Task objective>
Please find all lines in the data that hold the string "filename" and copy them.

Provided information>

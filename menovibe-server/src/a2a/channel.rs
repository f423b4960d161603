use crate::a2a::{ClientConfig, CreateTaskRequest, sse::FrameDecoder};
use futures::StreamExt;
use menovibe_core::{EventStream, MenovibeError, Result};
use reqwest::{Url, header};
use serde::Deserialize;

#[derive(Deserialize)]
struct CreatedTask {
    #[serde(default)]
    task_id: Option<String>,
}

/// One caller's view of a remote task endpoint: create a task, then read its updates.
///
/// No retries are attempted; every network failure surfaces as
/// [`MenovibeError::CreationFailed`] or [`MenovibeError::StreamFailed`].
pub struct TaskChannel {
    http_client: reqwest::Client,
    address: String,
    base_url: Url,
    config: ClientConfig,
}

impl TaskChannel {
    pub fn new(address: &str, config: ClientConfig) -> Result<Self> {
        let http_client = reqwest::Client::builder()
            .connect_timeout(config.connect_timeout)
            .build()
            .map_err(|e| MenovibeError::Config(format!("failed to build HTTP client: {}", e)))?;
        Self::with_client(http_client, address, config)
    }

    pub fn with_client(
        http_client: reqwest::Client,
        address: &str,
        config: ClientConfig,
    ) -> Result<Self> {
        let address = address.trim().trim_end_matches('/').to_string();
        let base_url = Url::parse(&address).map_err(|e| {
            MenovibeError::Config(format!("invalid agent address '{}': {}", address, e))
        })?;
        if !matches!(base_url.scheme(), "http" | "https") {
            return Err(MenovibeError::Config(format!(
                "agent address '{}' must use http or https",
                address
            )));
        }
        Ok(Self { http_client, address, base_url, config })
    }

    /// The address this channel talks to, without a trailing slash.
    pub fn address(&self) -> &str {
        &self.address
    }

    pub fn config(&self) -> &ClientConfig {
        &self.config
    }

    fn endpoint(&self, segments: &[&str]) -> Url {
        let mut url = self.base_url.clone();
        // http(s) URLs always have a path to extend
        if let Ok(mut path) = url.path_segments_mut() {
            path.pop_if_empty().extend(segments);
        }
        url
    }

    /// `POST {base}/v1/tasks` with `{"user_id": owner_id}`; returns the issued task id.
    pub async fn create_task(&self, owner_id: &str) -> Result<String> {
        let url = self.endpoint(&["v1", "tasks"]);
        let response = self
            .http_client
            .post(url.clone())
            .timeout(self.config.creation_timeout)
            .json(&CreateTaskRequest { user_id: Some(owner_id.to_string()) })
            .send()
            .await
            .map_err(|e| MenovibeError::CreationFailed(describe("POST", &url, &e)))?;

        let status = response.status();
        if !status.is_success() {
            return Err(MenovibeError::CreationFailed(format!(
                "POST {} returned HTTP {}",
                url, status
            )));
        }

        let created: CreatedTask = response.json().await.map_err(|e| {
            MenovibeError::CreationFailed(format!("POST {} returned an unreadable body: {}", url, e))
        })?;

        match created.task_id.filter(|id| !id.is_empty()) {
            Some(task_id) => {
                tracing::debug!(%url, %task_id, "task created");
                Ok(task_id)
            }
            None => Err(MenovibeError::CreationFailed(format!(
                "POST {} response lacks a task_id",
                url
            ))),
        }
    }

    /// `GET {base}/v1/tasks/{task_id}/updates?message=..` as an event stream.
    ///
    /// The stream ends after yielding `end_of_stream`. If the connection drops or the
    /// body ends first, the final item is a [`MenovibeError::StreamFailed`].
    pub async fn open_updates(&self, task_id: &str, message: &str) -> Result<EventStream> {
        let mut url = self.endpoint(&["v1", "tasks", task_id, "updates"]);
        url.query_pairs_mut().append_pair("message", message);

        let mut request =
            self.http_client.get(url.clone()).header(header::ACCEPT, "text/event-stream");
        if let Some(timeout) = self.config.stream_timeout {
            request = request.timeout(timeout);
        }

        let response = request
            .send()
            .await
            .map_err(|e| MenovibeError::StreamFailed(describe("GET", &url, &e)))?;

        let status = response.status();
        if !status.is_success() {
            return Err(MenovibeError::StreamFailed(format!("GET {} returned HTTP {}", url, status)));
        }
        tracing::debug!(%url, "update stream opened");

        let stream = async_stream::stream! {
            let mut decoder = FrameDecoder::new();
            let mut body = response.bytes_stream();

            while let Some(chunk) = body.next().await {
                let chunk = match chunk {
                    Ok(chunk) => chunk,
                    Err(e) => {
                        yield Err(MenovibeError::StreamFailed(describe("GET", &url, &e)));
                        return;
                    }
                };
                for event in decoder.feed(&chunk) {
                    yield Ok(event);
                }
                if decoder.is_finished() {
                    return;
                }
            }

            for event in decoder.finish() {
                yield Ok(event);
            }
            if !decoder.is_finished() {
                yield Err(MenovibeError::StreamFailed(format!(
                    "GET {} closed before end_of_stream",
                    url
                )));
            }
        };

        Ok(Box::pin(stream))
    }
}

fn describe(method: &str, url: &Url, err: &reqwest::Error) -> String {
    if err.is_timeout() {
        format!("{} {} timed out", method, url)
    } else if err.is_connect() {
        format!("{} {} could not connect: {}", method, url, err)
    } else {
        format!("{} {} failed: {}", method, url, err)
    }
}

--

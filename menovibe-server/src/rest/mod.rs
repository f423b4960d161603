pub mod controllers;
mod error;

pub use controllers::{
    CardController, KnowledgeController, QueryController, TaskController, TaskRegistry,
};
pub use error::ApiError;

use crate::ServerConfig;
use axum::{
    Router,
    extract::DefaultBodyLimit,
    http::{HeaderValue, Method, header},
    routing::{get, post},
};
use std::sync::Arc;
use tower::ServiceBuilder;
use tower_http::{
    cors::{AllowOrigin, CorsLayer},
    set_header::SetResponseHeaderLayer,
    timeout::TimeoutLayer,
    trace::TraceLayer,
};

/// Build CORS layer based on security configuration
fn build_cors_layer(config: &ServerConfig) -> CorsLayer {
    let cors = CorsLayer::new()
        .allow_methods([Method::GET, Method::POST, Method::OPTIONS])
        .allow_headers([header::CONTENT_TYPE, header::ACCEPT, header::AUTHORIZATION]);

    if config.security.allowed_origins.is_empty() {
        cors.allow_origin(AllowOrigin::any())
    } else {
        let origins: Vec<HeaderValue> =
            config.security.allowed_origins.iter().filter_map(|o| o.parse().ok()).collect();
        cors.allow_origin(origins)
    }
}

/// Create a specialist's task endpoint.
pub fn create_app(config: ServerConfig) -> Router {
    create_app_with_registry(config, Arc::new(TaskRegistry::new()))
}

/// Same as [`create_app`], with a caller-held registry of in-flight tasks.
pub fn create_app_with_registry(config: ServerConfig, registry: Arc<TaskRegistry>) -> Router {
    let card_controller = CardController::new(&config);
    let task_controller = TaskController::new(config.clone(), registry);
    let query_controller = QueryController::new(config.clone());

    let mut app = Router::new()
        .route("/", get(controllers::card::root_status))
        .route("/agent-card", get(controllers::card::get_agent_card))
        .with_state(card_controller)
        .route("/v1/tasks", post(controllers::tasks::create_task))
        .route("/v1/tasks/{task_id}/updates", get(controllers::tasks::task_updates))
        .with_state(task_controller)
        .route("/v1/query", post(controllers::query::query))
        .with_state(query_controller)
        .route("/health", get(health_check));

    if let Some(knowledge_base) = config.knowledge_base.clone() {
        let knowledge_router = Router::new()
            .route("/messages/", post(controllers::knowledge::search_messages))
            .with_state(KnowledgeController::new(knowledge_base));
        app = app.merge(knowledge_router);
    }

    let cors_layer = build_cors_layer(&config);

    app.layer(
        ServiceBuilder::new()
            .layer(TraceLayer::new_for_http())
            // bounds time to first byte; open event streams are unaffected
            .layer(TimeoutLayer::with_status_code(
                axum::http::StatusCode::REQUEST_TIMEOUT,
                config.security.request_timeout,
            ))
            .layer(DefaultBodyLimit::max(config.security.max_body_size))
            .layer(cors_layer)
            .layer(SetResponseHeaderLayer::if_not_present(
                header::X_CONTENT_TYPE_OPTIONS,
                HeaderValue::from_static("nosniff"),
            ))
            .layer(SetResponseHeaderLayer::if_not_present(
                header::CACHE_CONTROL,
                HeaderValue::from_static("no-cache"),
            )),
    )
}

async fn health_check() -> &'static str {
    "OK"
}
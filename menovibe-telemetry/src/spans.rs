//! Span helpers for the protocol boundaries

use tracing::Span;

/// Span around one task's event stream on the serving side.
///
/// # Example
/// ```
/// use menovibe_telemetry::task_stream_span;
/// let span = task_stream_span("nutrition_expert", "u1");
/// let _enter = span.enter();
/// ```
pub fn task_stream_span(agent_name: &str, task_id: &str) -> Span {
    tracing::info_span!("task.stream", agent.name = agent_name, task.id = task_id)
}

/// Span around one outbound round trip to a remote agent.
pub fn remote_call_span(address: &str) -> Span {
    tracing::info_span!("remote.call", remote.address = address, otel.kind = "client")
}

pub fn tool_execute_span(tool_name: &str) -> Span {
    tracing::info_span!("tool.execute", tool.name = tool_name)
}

Reply to the exercise>
filename menovibe-server/src/a2a/channel.rs
filename menovibe-server/src/rest/mod.rs
filename menovibe-telemetry/src/spans.rs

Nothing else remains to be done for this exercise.